Take the entries that follow and return exactly the lines from the one holding "use time::OffsetDateTime;" through the one holding "pub struct Principal", both included. Nothing else is needed.
Segment Start: Exercise data
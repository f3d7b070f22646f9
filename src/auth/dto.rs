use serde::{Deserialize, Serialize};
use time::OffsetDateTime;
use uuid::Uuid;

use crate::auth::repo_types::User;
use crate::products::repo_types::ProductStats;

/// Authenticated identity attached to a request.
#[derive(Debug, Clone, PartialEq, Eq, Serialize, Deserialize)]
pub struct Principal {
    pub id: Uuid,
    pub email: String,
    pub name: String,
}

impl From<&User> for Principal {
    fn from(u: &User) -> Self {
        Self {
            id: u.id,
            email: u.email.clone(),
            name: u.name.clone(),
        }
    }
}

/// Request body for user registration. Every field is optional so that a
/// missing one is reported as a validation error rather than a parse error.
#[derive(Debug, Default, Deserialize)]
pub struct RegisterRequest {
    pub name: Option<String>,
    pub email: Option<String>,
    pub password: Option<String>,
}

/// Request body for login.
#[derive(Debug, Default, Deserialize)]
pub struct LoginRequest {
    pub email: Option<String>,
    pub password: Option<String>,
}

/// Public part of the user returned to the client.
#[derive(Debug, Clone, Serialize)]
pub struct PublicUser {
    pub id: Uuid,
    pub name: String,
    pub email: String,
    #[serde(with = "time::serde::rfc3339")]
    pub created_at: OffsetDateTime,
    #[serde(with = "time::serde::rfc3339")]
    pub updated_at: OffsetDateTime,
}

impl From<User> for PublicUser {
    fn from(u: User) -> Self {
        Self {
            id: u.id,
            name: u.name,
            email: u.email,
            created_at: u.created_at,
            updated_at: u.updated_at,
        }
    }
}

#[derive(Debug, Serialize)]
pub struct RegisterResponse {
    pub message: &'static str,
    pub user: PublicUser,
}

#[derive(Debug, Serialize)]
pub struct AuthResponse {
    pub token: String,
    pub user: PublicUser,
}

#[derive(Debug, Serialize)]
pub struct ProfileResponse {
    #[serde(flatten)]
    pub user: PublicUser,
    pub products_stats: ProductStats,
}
Segment End: Exercise data
Segment Start: Exercise data
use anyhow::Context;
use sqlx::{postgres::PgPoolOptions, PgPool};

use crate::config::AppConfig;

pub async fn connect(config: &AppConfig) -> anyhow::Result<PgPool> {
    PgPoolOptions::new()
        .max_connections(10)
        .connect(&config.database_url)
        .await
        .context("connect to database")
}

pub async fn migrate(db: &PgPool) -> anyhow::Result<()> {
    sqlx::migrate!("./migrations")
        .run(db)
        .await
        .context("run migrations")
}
Segment End: Exercise data
## Solution to this exercise:
use time::OffsetDateTime;
use uuid::Uuid;

use crate::auth::repo_types::User;
use crate::products::repo_types::ProductStats;

/// Authenticated identity attached to a request.
#[derive(Debug, Clone, PartialEq, Eq, Serialize, Deserialize)]
pub struct Principal {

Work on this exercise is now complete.